This expository writing system was contemporaneous with Storyspace.
The development of the Writing Environment was central to these discussions; it was
the major project concerning Textlab. WE was a hypertext system built for the PC
explicitly designed in accord with a “cognitive model of the writing
process”
[
Smith et al. 1986]. Unlike Bolter and Joyce, Smith and the rest of the WE team were “not interested in prose, in fiction”.
Designed to produce paper documents for professionals, users employed the system to
represent their ideas as nodes, move them into “spatial” clusters, and link
them into an associative network. Crucially, this network was not intended to be
read at a screen like Storyspace fictions are. WE would assemble the nodes in
sequence and print a linear document. If the user edited this tree structure, then
the structure of the corresponding printed document would change. The model was
derived from a review of the literature in cognitive psychology, composition theory,
and the nascent field of Human Computer studies (this would become HCI). Bolter
coauthored a seminal paper on WE in 1986 with Smith, Lansman, Stephen Weiss, David
Beard and Gordon Ferguson, and contributed to its development.
From the outset in the discussions this group were having, however, according to
Smith, it became apparent that:
Jay was more
interested in the Macintosh hardware, and he was also interested in applying
these ideas to literature and a literary context. So Jay at some point said
“Ok, I think I’m going to set off and do an alternate system,” probably
incorporating a lot of the ideas that were floating around in this group, and
also, of course, creating new ideas of his own [Smith 2011].
The Markle Report refers to a system that “strongly influenced Storyspace” at this time called PROSE, credited to
John B. Smith [
Bolter and Joyce 1986, 13]. Smith does not recall making a
system called PROSE, however, and believes it is referring to an early version of WE
(2011)
[20]. Although there was actually a program around at the time
called PROSE (Prompted Revision of Student Essays, built by Nancy Kaplan, Stuart
Davis and Joe Martin
[21]), both Joyce and Bolter believe that WE was far more
influential
[22]. Either way, the discussions
that this interdisciplinary research entity were having, and the “cloud of
ideas” surrounding the development of what would become WE in Textlab,
influenced the development of Storyspace
[23].
Joyce and Bolter’s next implementation, again in Pascal, was called TALETELLER 2.

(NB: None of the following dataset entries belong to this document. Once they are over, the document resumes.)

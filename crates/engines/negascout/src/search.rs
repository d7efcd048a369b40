//! Negascout (principal variation search) over a [`GameState`].
//!
//! Scores are negamax-style: each call returns the value of the position from
//! the point of view of the side on move, and the parent negates it.

use crate::{arena::SearchArena, error::SearchError, node::GameTreeNode, state::GameState, state::Side};

/// Width of the null window used to probe non-first children.
pub const EPSILON: f64 = 0.000_001;

/// Everything one recursive search needs besides the node being searched.
pub struct Searcher<'a, P: GameState> {
    tables: &'a P::Tables,
    position: &'a mut P,
    arena: &'a mut SearchArena<P::Move>,
    ply: u32,
}

impl<'a, P: GameState> Searcher<'a, P> {
    /// `ply` is the nominal depth of this iteration; stack depth and the
    /// distance fed to the evaluator are both measured against it.
    pub fn new(tables: &'a P::Tables, position: &'a mut P, arena: &'a mut SearchArena<P::Move>, ply: u32) -> Self {
        Self { tables, position, arena, ply }
    }

    /// Scores a root candidate for `player`.
    ///
    /// The candidate's move must already be applied to the position, so the
    /// opponent is on move and the search runs from their side.
    pub fn search(&mut self, node: &mut GameTreeNode<P::Move>, player: P::Side) -> Result<f64, SearchError> {
        Ok(-self.negascout(node, player.opponent(), self.ply, -f64::MAX, f64::MAX)?)
    }

    /// Searches `node` for `turn` with `depth` plies left inside `(alpha, beta)`.
    pub fn negascout(
        &mut self,
        node: &mut GameTreeNode<P::Move>,
        turn: P::Side,
        depth: u32,
        alpha: f64,
        beta: f64,
    ) -> Result<f64, SearchError> {
        self.arena.nodes += 1;
        let stack_depth = self.ply - depth;

        let Some(index) = self.arena.slot(stack_depth) else {
            if !node.is_expanded() {
                node.expand(&mut *self.position, self.tables, turn, &mut self.arena.moves);
            }
            return self.search_children(node, turn, depth, alpha, beta);
        };

        let mut scratch = self.arena.take(index)?;
        scratch.expand(&mut *self.position, self.tables, turn, &mut self.arena.moves);
        let result = self.search_children(&mut scratch, turn, depth, alpha, beta);
        self.arena.restore(index, scratch);
        result
    }

    fn search_children(
        &mut self,
        node: &mut GameTreeNode<P::Move>,
        turn: P::Side,
        depth: u32,
        alpha: f64,
        beta: f64,
    ) -> Result<f64, SearchError> {
        let children = node.children.get_or_insert_with(Vec::new);
        if depth == 0 || children.is_empty() {
            return Ok(self.position.evaluate(self.tables, turn, self.ply - depth));
        }

        let mut a = alpha;
        let mut b = beta;
        for (i, child) in children.iter_mut().enumerate() {
            let Some(mv) = child.mv else { continue };

            self.position.apply_move(mv);
            let scored = self.child_score(child, turn, depth, a, b, beta, i == 0);
            self.position.undo_move();

            a = a.max(scored?);
            if a >= beta {
                return Ok(a);
            }
            b = null_window_above(a);
        }
        Ok(a)
    }

    /// Null-window probe of one child, re-searched with the full upper bound
    /// when it lands strictly inside the window.
    #[allow(clippy::too_many_arguments)]
    fn child_score(
        &mut self,
        child: &mut GameTreeNode<P::Move>,
        turn: P::Side,
        depth: u32,
        a: f64,
        b: f64,
        beta: f64,
        first: bool,
    ) -> Result<f64, SearchError> {
        let next = turn.opponent();
        let t = -self.negascout(child, next, depth - 1, -b, -a)?;
        if t > a && t < beta && !first && depth > 1 {
            let full = -self.negascout(child, next, depth - 1, -beta, -t)?;
            return Ok(full.max(t));
        }
        Ok(t)
    }
}

/// Upper edge of the null window over `a`.
///
/// Near mate scores `a + EPSILON` rounds back to `a`, which would leave an
/// empty window that fails high on every probe; step to the next
/// representable value instead.
fn null_window_above(a: f64) -> f64 {
    let b = a + EPSILON;
    if b > a || !a.is_finite() {
        return b;
    }
    if a >= 0.0 {
        f64::from_bits(a.to_bits() + 1)
    } else {
        f64::from_bits(a.to_bits() - 1)
    }
}

#[cfg(test)]
#[path = "search_tests.rs"]
mod search_tests;
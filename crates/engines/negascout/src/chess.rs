//! [`GameState`] for the chess position model.

use chess_core::{Color, FenError, Move, MoveTables, Position};

use crate::state::{GameState, Side};

impl Side for Color {
    fn opponent(self) -> Self {
        self.other()
    }
}

impl GameState for Position {
    type Move = Move;
    type Side = Color;
    type Tables = MoveTables;
    type SetupError = FenError;

    fn generate_tables() -> MoveTables {
        MoveTables::generate()
    }

    fn initial() -> Self {
        Position::startpos()
    }

    /// Accepts `startpos` or a FEN string.
    fn parse_setup(text: &str) -> Result<Self, FenError> {
        match text.trim() {
            "startpos" => Ok(Position::startpos()),
            fen => Position::from_fen(fen),
        }
    }

    fn side_to_move(&self) -> Color {
        self.side_to_move
    }

    fn apply_move(&mut self, mv: Move) {
        Position::apply_move(self, mv)
    }

    fn undo_move(&mut self) -> Option<Move> {
        Position::undo_move(self)
    }

    fn move_history(&self) -> &[Move] {
        self.history()
    }

    fn legal_moves_into(&mut self, tables: &MoveTables, side: Color, out: &mut Vec<Move>) {
        debug_assert_eq!(side, self.side_to_move, "generating moves for the side not on move");
        chess_core::legal_moves_into(self, tables, out);
    }

    fn evaluate(&mut self, tables: &MoveTables, side: Color, ply_depth: u32) -> f64 {
        chess_core::evaluate(self, tables, side, ply_depth)
    }
}
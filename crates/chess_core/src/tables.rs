//! Precomputed movement and attack data.
//!
//! The tables are built once per engine and shared read-only between every
//! search thread:
//! - knight and king target sets per square
//! - pawn capture sets per colour and square
//! - sliding rays in the eight compass directions, cut at the first blocker
//!   when queried with an occupancy set

use crate::bitboard::Bitboard;
use crate::types::{Color, sq};

const KNIGHT_STEPS: [(i8, i8); 8] = [
    (1, 2),
    (2, 1),
    (-1, 2),
    (-2, 1),
    (1, -2),
    (2, -1),
    (-1, -2),
    (-2, -1),
];

const KING_STEPS: [(i8, i8); 8] = [
    (1, 1),
    (1, 0),
    (1, -1),
    (0, 1),
    (0, -1),
    (-1, 1),
    (-1, 0),
    (-1, -1),
];

/// Ray directions as (file, rank) steps. Index order matters: the first four
/// walk towards higher square indices, the last four towards lower ones.
const RAY_STEPS: [(i8, i8); 8] = [
    (0, 1),   // N
    (1, 1),   // NE
    (1, 0),   // E
    (-1, 1),  // NW
    (0, -1),  // S
    (-1, -1), // SW
    (-1, 0),  // W
    (1, -1),  // SE
];

const ROOK_DIRS: [usize; 4] = [0, 2, 4, 6];
const BISHOP_DIRS: [usize; 4] = [1, 3, 5, 7];

#[derive(Clone, Debug)]
pub struct MoveTables {
    knight: [Bitboard; 64],
    king: [Bitboard; 64],
    pawn_captures: [[Bitboard; 64]; 2],
    rays: [[Bitboard; 64]; 8],
}

impl MoveTables {
    pub fn generate() -> Self {
        let mut tables = MoveTables {
            knight: [Bitboard::EMPTY; 64],
            king: [Bitboard::EMPTY; 64],
            pawn_captures: [[Bitboard::EMPTY; 64]; 2],
            rays: [[Bitboard::EMPTY; 64]; 8],
        };

        for from in 0..64u8 {
            let f = (from % 8) as i8;
            let r = (from / 8) as i8;
            let idx = from as usize;

            tables.knight[idx] = steps_from(f, r, &KNIGHT_STEPS);
            tables.king[idx] = steps_from(f, r, &KING_STEPS);
            tables.pawn_captures[Color::White.idx()][idx] = steps_from(f, r, &[(-1, 1), (1, 1)]);
            tables.pawn_captures[Color::Black.idx()][idx] =
                steps_from(f, r, &[(-1, -1), (1, -1)]);

            for (dir, &(df, dr)) in RAY_STEPS.iter().enumerate() {
                let mut ray = Bitboard::EMPTY;
                let (mut nf, mut nr) = (f + df, r + dr);
                while let Some(to) = sq(nf, nr) {
                    ray.set(to);
                    nf += df;
                    nr += dr;
                }
                tables.rays[dir][idx] = ray;
            }
        }
        tables
    }

    #[inline]
    pub fn knight_attacks(&self, sq: u8) -> Bitboard {
        self.knight[sq as usize]
    }

    #[inline]
    pub fn king_attacks(&self, sq: u8) -> Bitboard {
        self.king[sq as usize]
    }

    /// Squares a pawn of `color` standing on `sq` captures on.
    #[inline]
    pub fn pawn_attacks(&self, color: Color, sq: u8) -> Bitboard {
        self.pawn_captures[color.idx()][sq as usize]
    }

    #[inline]
    pub fn bishop_attacks(&self, sq: u8, occupied: Bitboard) -> Bitboard {
        self.slide(sq, occupied, &BISHOP_DIRS)
    }

    #[inline]
    pub fn rook_attacks(&self, sq: u8, occupied: Bitboard) -> Bitboard {
        self.slide(sq, occupied, &ROOK_DIRS)
    }

    #[inline]
    pub fn queen_attacks(&self, sq: u8, occupied: Bitboard) -> Bitboard {
        self.bishop_attacks(sq, occupied) | self.rook_attacks(sq, occupied)
    }

    fn slide(&self, sq: u8, occupied: Bitboard, dirs: &[usize]) -> Bitboard {
        let mut attacks = Bitboard::EMPTY;
        for &dir in dirs {
            let ray = self.rays[dir][sq as usize];
            let blockers = ray & occupied;
            // Nearest blocker: lowest index on ascending rays, highest on descending.
            let nearest = if dir < 4 { blockers.lsb() } else { blockers.msb() };
            attacks |= match nearest {
                Some(b) => ray & !self.rays[dir][b as usize],
                None => ray,
            };
        }
        attacks
    }
}

impl Default for MoveTables {
    fn default() -> Self {
        Self::generate()
    }
}

fn steps_from(f: i8, r: i8, steps: &[(i8, i8)]) -> Bitboard {
    let mut bb = Bitboard::EMPTY;
    for &(df, dr) in steps {
        if let Some(to) = sq(f + df, r + dr) {
            bb.set(to);
        }
    }
    bb
}

#[cfg(test)]
#[path = "tables_tests.rs"]
mod tables_tests;
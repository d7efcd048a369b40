//! Notifications published by an [`Ai`](crate::Ai).

use crossbeam_channel::{unbounded, Receiver, Sender};
use parking_lot::Mutex;

use crate::error::EngineError;

#[derive(Debug, Clone, PartialEq)]
pub enum AiEvent<M, S> {
    /// The engine finished a search and chose `M`.
    Decided(M),
    /// `mv` was applied to the engine's position, played by `by`.
    Moved { mv: M, by: S },
    /// A background search failed; the cached tree has been discarded.
    SearchFailed(EngineError),
}

/// Fan-out of [`AiEvent`]s to any number of subscribers.
///
/// Subscribers whose receiver has been dropped are pruned on the next publish.
pub struct EventBus<M, S> {
    subscribers: Mutex<Vec<Sender<AiEvent<M, S>>>>,
}

impl<M, S> Default for EventBus<M, S> {
    fn default() -> Self {
        Self { subscribers: Mutex::new(Vec::new()) }
    }
}

impl<M: Clone, S: Clone> EventBus<M, S> {
    pub fn new() -> Self {
        Self::default()
    }

    pub fn subscribe(&self) -> Receiver<AiEvent<M, S>> {
        let (tx, rx) = unbounded();
        self.subscribers.lock().push(tx);
        rx
    }

    pub fn publish(&self, event: AiEvent<M, S>) {
        self.subscribers
            .lock()
            .retain(|tx| tx.send(event.clone()).is_ok());
    }

    pub fn subscriber_count(&self) -> usize {
        self.subscribers.lock().len()
    }
}
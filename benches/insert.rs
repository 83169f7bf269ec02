//! Insert throughput and query latency for both modes.

use criterion::{black_box, criterion_group, criterion_main, Criterion, Throughput};

use stream_quantiles::util::Xorshift;
use stream_quantiles::{Estimator, Mode, Quantile};

fn targeted_mode() -> Mode {
    Mode::Targeted(vec![
        Quantile::new(0.5, 0.01).expect("target"),
        Quantile::new(0.95, 0.001).expect("target"),
    ])
}

fn bench_insert(c: &mut Criterion) {
    let mut group = c.benchmark_group("insert");
    for size in [1_000u64, 10_000, 100_000] {
        group.throughput(Throughput::Elements(size));
        group.bench_function(format!("biased_{}", size), |b| {
            let mut gen = Xorshift::new(1972);
            b.iter(|| {
                let mut estimator = Estimator::new();
                for _ in 0..size {
                    estimator.insert(gen.next_u64() as f64);
                }
                estimator
            });
        });
        group.bench_function(format!("targeted_{}", size), |b| {
            let mut gen = Xorshift::new(1972);
            b.iter(|| {
                let mut estimator =
                    Estimator::with_mode(targeted_mode()).expect("config");
                for _ in 0..size {
                    estimator.insert(gen.next_u64() as f64);
                }
                estimator
            });
        });
    }
    group.finish();
}

fn bench_query(c: &mut Criterion) {
    let mut group = c.benchmark_group("query");
    let mut gen = Xorshift::new(1972);
    let mut estimator = Estimator::new();
    for _ in 0..1_000_000 {
        estimator.insert(gen.next_u64() as f64);
    }
    estimator.flush().expect("band invariant");
    group.bench_function("biased_median_1000000", |b| {
        b.iter(|| estimator.query(black_box(0.5)).expect("query"));
    });
    group.bench_function("biased_p95_1000000", |b| {
        b.iter(|| estimator.query(black_box(0.95)).expect("query"));
    });
    group.finish();
}

criterion_group!(benches, bench_insert, bench_query);
criterion_main!(benches);
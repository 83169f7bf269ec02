use crate::error::Error;

/// A target quantile paired with the rank error it tolerates.
///
/// In targeted mode each configured `Quantile` gets its own guarantee: a
/// query for `phi` returns a value whose rank is within `error * n` of
/// `phi * n`. The pair is validated once, here, and is immutable afterwards.
///
/// # Examples
/// ```
/// use stream_quantiles::Quantile;
///
/// let q = Quantile::new(0.95, 0.0001).unwrap();
/// assert_eq!(q.phi(), 0.95);
/// assert_eq!(q.error(), 0.0001);
///
/// // An error bound that reaches a boundary is meaningless.
/// assert!(Quantile::new(0.9, 0.2).is_err());
/// ```
#[derive(Debug, Clone, Copy, PartialEq)]
#[cfg_attr(feature = "serde_support", derive(serde::Serialize, serde::Deserialize))]
pub struct Quantile {
    phi: f64,
    error: f64,
}

impl Quantile {
    /// Pair a quantile with its acceptable error.
    ///
    /// Fails with [`Error::InvalidQuantile`] unless `0 < phi < 1` and
    /// `0 < error < min(phi, 1 - phi)`.
    pub fn new(phi: f64, error: f64) -> Result<Quantile, Error> {
        if !(phi > 0.0 && phi < 1.0) {
            return Err(Error::InvalidQuantile(phi));
        }
        if !(error > 0.0) || error >= phi.min(1.0 - phi) {
            return Err(Error::InvalidQuantile(phi));
        }
        Ok(Quantile { phi, error })
    }

    /// The target quantile, in (0, 1).
    pub fn phi(&self) -> f64 {
        self.phi
    }

    /// The acceptable rank error as a fraction of the stream length.
    pub fn error(&self) -> f64 {
        self.error
    }
}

They both emphasized the influence of the Macintosh user interface on their thinking
at this time, particularly the idea of representing the working space as a series of
nested levels or spaces inspired by the “idea of containing documents inside
folders”
[
Bolter 2011]. The way the Mac did this was too cumbersome and hierarchical, however; on a
Mac the user retrieved a piece of text only by “going into the document folder to open
the document”
[
Bolter 2011]. This file structure was not designed to be redrawn at will, and the
assumption was that users were concerned with editing documents, not their
connections to other documents. Bolter and Joyce wanted it
to be more “fluid, so basically documents and
folders are the same thing, you can open any particular cell and it can be
either a document or it can be a container [for another document]”
[
Bolter 2011]. Again, the metaphor Joyce and Bolter had in mind was the writer as
cartographer — not the writer as Apple filing clerk.
The Markle Report refers to a meeting at this time with Dr. Kristine Hooper from the
Apple Educational Division, who explained the Aspen Movie Project at MIT, an early
hypermedia system that allowed the user to take a virtual tour of surrogate travel
through the city of Aspen, Colorado. (Joyce now believes it wasn’t a meeting but a
conference; “If I wrote that in the Markle Report,
it is incorrect. We didn't have a meeting with Hooper but rather I attended
a conference where I heard her speak about, and demo, the
Aspen Movie Project
”
[
Joyce 2011b]). This system had a navigation map overlaid above the horizon that allowed
the user to jump to a two-dimensional city map.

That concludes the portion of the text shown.